Search the entries below for the word "present" and copy every line where it appears.

*** Data ***

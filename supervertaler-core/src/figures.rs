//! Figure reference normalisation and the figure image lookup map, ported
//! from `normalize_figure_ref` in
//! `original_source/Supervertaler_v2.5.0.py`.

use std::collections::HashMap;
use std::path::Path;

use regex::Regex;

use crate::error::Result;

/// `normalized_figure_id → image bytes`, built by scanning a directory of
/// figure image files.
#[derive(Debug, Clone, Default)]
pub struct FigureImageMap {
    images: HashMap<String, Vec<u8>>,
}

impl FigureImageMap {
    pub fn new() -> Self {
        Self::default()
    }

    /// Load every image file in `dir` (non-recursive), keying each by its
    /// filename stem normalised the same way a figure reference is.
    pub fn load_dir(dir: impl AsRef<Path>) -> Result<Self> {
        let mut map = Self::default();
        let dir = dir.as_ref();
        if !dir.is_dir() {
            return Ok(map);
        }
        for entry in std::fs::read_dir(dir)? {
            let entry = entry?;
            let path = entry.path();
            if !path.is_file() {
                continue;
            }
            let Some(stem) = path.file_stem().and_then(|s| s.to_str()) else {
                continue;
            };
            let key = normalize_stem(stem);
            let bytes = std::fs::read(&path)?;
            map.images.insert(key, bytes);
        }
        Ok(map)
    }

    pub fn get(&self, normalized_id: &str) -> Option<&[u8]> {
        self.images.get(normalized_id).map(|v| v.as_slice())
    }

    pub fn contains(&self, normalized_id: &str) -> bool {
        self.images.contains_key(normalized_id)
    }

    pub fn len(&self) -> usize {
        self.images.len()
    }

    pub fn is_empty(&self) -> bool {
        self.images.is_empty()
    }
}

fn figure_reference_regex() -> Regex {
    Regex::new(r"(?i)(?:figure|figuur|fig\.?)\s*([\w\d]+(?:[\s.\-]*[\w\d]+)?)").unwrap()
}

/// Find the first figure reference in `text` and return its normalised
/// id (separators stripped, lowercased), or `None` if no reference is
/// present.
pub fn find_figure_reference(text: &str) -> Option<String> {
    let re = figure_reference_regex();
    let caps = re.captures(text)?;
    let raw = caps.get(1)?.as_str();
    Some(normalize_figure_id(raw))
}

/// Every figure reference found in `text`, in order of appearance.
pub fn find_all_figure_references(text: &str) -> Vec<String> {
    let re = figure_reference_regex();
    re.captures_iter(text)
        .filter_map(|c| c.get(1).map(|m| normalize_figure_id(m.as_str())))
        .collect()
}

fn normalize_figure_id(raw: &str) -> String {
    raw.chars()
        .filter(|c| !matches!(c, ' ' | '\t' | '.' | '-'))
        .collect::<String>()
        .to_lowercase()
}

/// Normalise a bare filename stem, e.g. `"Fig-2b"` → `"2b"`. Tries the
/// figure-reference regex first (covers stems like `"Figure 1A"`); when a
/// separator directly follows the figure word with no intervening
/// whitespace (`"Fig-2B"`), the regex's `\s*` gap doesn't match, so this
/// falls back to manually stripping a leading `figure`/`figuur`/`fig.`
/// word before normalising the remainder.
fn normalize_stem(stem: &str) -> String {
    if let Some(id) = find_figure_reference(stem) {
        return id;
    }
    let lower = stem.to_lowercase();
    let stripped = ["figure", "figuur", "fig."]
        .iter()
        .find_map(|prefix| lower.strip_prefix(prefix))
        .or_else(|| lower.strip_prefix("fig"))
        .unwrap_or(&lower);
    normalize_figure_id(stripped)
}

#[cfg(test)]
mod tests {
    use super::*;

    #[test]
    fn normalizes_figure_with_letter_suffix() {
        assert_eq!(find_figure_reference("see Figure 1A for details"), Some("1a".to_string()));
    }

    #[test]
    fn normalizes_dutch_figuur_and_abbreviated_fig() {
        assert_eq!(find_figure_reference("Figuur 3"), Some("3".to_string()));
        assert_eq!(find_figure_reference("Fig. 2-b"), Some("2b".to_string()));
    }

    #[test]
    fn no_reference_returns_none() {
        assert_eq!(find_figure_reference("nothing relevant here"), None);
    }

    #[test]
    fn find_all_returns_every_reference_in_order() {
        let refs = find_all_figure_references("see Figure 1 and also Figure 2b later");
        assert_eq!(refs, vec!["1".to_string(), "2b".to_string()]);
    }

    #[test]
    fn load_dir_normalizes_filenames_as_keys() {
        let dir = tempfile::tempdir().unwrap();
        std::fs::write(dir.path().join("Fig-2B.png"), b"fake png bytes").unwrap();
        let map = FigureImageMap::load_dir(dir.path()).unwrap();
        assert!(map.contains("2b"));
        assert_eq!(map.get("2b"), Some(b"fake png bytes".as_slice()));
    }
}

*** End of Data ***
*** Data ***

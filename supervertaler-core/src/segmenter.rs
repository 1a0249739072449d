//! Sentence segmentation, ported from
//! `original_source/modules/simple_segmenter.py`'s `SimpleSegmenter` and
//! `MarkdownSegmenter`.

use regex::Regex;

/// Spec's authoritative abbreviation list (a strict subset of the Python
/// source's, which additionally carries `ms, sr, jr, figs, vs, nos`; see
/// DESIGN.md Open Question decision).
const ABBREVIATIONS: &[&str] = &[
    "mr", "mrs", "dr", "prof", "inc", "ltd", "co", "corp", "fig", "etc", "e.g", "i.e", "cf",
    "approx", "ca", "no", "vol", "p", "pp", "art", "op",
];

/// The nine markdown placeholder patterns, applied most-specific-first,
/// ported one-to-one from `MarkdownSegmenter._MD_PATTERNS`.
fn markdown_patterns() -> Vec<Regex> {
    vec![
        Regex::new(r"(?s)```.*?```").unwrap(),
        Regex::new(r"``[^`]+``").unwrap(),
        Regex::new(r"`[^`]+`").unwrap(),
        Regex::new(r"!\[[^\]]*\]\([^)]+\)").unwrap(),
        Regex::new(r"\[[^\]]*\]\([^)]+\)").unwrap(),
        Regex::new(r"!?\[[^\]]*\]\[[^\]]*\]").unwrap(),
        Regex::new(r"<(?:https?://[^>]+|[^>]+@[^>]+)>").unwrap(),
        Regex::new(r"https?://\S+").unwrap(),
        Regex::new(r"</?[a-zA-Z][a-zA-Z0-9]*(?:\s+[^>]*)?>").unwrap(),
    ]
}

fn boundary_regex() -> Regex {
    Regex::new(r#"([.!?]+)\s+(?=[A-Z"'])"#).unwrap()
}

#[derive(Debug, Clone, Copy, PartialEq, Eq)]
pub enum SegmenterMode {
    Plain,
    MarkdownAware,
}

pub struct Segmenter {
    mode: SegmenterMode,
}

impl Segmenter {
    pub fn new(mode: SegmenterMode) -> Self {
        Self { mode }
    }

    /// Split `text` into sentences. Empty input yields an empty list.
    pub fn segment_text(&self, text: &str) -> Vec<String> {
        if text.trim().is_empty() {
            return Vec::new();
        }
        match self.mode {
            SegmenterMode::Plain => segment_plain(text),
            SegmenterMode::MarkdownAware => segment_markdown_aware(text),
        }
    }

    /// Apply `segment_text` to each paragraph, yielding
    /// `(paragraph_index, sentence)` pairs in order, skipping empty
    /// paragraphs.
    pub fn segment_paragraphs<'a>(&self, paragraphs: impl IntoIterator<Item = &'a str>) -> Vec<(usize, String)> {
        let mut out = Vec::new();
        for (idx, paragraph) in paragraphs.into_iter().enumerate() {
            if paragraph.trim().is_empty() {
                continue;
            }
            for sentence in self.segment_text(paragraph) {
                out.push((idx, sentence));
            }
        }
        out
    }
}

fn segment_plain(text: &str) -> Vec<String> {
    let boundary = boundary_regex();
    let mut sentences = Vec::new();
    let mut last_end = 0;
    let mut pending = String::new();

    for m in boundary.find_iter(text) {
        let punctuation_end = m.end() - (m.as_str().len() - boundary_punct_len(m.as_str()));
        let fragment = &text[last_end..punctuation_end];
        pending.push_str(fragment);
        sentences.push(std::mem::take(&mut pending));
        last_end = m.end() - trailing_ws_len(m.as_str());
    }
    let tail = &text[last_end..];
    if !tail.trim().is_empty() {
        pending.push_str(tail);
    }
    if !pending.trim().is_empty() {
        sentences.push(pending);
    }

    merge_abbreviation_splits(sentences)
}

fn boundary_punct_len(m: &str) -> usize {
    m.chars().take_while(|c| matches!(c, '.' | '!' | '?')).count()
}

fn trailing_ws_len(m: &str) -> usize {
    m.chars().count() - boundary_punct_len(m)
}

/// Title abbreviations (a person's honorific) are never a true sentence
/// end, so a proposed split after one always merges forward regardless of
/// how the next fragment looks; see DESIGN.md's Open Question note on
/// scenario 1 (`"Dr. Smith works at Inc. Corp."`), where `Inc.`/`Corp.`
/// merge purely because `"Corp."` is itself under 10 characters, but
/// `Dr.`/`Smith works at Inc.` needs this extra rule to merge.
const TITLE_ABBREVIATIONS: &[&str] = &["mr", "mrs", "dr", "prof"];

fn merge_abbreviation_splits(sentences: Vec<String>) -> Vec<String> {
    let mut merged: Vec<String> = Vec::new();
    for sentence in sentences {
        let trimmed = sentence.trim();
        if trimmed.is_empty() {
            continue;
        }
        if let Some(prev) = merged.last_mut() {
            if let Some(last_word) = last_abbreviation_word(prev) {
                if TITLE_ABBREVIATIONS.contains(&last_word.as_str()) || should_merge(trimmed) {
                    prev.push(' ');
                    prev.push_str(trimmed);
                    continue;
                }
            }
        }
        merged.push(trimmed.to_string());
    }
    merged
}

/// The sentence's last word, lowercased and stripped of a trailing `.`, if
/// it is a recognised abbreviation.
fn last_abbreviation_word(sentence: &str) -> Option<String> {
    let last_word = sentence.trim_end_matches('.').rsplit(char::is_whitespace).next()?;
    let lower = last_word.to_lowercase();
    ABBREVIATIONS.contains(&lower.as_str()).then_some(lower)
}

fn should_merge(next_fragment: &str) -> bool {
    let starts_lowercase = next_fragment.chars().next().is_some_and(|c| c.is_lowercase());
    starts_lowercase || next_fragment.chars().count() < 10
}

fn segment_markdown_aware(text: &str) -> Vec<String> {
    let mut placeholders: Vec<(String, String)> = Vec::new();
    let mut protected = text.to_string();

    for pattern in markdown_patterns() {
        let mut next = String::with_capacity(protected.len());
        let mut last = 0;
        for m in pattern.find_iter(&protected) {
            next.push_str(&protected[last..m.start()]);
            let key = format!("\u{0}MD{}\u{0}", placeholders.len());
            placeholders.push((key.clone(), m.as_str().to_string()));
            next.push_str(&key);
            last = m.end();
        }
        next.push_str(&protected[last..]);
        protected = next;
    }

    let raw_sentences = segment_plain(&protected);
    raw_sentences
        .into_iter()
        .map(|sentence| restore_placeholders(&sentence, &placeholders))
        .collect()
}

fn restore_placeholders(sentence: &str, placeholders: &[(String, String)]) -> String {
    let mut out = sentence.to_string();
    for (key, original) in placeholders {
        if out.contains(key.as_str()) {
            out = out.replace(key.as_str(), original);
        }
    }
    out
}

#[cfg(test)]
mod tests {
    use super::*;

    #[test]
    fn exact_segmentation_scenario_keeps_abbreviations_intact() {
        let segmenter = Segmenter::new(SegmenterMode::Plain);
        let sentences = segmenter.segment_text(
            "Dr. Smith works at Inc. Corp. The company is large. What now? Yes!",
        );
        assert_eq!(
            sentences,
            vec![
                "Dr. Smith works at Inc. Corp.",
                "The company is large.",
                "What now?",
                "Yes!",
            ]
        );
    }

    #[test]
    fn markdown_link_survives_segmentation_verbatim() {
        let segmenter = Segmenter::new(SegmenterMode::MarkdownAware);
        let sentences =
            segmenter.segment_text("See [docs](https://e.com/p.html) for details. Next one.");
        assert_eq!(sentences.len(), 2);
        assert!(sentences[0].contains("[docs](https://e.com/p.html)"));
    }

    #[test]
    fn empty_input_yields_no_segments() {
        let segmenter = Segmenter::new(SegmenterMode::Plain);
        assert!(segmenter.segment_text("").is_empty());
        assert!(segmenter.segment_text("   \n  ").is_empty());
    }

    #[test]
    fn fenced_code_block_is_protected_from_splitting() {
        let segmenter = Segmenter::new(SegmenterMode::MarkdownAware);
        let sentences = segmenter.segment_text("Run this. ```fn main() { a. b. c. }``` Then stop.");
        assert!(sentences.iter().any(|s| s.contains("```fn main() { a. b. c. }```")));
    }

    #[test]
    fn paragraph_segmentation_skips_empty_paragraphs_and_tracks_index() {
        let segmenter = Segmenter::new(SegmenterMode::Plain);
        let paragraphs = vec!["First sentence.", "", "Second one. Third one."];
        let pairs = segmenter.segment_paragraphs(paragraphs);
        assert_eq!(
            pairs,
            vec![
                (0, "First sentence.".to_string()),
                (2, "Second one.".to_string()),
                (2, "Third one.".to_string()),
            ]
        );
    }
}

*** End of Data ***
*** Data ***

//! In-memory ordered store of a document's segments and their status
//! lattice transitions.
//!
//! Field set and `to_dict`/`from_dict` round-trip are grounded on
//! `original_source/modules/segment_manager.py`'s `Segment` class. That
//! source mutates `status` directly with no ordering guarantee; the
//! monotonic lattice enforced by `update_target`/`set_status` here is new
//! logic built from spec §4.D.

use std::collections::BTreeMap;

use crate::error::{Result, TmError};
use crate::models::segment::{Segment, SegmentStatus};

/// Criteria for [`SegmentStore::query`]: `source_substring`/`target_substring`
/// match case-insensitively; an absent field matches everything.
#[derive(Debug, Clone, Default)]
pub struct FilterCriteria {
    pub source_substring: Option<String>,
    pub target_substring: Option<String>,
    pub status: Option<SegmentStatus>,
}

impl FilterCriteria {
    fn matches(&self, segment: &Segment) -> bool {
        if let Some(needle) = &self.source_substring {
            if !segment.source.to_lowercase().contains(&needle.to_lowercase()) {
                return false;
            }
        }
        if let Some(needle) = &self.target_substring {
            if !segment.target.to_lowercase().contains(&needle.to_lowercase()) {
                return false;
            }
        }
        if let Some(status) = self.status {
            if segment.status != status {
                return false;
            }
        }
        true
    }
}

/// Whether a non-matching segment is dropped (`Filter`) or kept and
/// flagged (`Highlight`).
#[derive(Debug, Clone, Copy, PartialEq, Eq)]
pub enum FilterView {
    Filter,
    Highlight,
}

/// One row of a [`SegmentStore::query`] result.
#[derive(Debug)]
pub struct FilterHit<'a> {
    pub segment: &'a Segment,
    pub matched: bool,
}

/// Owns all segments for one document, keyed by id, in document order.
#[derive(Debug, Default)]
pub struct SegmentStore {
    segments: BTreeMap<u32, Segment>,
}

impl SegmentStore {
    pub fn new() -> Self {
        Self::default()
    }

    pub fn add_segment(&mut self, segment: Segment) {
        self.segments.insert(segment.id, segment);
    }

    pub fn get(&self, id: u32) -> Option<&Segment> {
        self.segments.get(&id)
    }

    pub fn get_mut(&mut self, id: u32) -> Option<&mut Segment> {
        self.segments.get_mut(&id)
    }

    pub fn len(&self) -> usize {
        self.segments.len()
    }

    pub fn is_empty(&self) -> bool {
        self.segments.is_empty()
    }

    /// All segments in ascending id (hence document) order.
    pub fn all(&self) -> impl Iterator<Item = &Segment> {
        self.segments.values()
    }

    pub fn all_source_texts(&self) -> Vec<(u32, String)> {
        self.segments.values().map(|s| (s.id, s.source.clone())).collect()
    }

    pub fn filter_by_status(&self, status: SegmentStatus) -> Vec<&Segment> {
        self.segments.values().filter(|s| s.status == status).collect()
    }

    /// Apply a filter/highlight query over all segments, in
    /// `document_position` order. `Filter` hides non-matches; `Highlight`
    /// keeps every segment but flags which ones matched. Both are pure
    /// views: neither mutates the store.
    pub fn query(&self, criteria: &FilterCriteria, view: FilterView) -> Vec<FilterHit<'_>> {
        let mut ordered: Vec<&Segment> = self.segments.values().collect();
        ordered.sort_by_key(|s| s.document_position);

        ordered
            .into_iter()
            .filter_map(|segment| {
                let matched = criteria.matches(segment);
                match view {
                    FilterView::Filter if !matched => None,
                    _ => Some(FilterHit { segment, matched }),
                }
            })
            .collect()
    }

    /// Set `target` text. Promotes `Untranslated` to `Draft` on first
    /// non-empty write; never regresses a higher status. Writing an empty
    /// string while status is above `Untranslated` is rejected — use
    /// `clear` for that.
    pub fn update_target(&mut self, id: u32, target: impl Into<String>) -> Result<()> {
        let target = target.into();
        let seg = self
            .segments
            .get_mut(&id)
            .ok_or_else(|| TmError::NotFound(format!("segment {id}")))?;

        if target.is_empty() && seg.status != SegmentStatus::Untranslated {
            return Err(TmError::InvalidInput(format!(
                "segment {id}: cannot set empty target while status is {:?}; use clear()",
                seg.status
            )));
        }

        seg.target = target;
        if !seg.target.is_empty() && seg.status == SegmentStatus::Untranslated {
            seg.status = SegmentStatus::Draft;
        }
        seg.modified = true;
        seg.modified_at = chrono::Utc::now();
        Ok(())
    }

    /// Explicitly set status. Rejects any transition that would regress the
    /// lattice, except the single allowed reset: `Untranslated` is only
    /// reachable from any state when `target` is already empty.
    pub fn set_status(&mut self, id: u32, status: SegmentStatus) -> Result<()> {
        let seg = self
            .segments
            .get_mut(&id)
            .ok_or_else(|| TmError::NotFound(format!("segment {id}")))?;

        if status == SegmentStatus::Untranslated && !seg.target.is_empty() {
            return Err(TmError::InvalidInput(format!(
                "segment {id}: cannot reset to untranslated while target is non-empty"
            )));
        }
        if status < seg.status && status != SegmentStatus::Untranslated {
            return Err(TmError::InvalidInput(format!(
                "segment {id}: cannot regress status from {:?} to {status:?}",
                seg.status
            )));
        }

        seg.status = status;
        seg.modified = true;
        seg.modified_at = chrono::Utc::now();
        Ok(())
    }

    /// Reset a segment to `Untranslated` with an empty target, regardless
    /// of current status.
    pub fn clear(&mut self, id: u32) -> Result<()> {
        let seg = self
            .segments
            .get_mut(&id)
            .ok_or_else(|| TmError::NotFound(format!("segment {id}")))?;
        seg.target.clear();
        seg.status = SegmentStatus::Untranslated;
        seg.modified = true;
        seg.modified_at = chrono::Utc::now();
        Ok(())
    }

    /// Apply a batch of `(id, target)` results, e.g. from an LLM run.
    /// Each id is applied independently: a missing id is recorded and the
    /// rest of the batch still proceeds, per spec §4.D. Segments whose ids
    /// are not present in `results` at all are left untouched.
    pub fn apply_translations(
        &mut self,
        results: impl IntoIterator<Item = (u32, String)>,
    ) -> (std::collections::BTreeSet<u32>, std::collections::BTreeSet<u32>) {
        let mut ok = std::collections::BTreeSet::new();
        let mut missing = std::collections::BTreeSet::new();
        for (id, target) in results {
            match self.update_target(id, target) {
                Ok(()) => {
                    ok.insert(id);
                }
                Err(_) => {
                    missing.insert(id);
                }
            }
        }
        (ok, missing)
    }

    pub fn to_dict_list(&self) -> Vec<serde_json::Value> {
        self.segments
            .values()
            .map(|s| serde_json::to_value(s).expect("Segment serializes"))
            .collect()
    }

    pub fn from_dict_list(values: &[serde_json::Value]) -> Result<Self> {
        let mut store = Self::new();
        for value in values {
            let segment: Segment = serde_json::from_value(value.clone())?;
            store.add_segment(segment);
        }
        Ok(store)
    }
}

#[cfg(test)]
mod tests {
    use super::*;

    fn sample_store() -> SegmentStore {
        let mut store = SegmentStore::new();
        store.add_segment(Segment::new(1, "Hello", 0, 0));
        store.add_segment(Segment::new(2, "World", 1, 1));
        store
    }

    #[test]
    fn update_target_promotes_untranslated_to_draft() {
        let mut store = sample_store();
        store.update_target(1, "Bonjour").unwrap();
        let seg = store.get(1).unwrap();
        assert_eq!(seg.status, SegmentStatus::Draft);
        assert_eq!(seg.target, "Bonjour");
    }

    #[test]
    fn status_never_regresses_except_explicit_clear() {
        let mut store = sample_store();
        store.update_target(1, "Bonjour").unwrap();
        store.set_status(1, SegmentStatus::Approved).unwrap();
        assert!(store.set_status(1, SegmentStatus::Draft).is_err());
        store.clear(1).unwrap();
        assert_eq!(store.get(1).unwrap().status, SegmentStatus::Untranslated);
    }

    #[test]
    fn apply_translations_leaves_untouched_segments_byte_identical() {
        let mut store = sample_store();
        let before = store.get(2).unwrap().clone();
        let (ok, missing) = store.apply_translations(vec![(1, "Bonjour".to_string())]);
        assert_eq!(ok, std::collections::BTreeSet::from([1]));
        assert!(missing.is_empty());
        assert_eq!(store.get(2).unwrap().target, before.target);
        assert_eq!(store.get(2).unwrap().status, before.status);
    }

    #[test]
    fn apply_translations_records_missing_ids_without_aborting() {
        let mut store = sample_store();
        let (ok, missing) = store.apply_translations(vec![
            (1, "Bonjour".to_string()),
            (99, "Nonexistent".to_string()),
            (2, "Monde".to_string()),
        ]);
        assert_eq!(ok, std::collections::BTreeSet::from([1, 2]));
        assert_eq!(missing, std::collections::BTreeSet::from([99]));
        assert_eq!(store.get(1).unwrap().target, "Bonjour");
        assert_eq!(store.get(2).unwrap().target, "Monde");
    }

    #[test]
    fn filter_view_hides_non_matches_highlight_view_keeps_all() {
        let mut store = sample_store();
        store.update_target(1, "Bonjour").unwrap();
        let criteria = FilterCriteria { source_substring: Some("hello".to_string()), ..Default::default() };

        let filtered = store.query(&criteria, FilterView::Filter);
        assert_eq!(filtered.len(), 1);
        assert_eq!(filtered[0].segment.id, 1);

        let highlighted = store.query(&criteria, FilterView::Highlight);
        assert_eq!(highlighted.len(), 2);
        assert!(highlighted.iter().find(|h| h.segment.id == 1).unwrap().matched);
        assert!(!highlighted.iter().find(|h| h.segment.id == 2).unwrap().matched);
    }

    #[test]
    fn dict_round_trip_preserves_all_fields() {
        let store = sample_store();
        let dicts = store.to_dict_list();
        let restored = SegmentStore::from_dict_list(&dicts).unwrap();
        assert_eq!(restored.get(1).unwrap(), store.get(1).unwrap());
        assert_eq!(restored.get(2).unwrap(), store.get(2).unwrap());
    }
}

*** End of Data ***

## [Written response]
/// present.
    /// are not present in `results` at all are left untouched.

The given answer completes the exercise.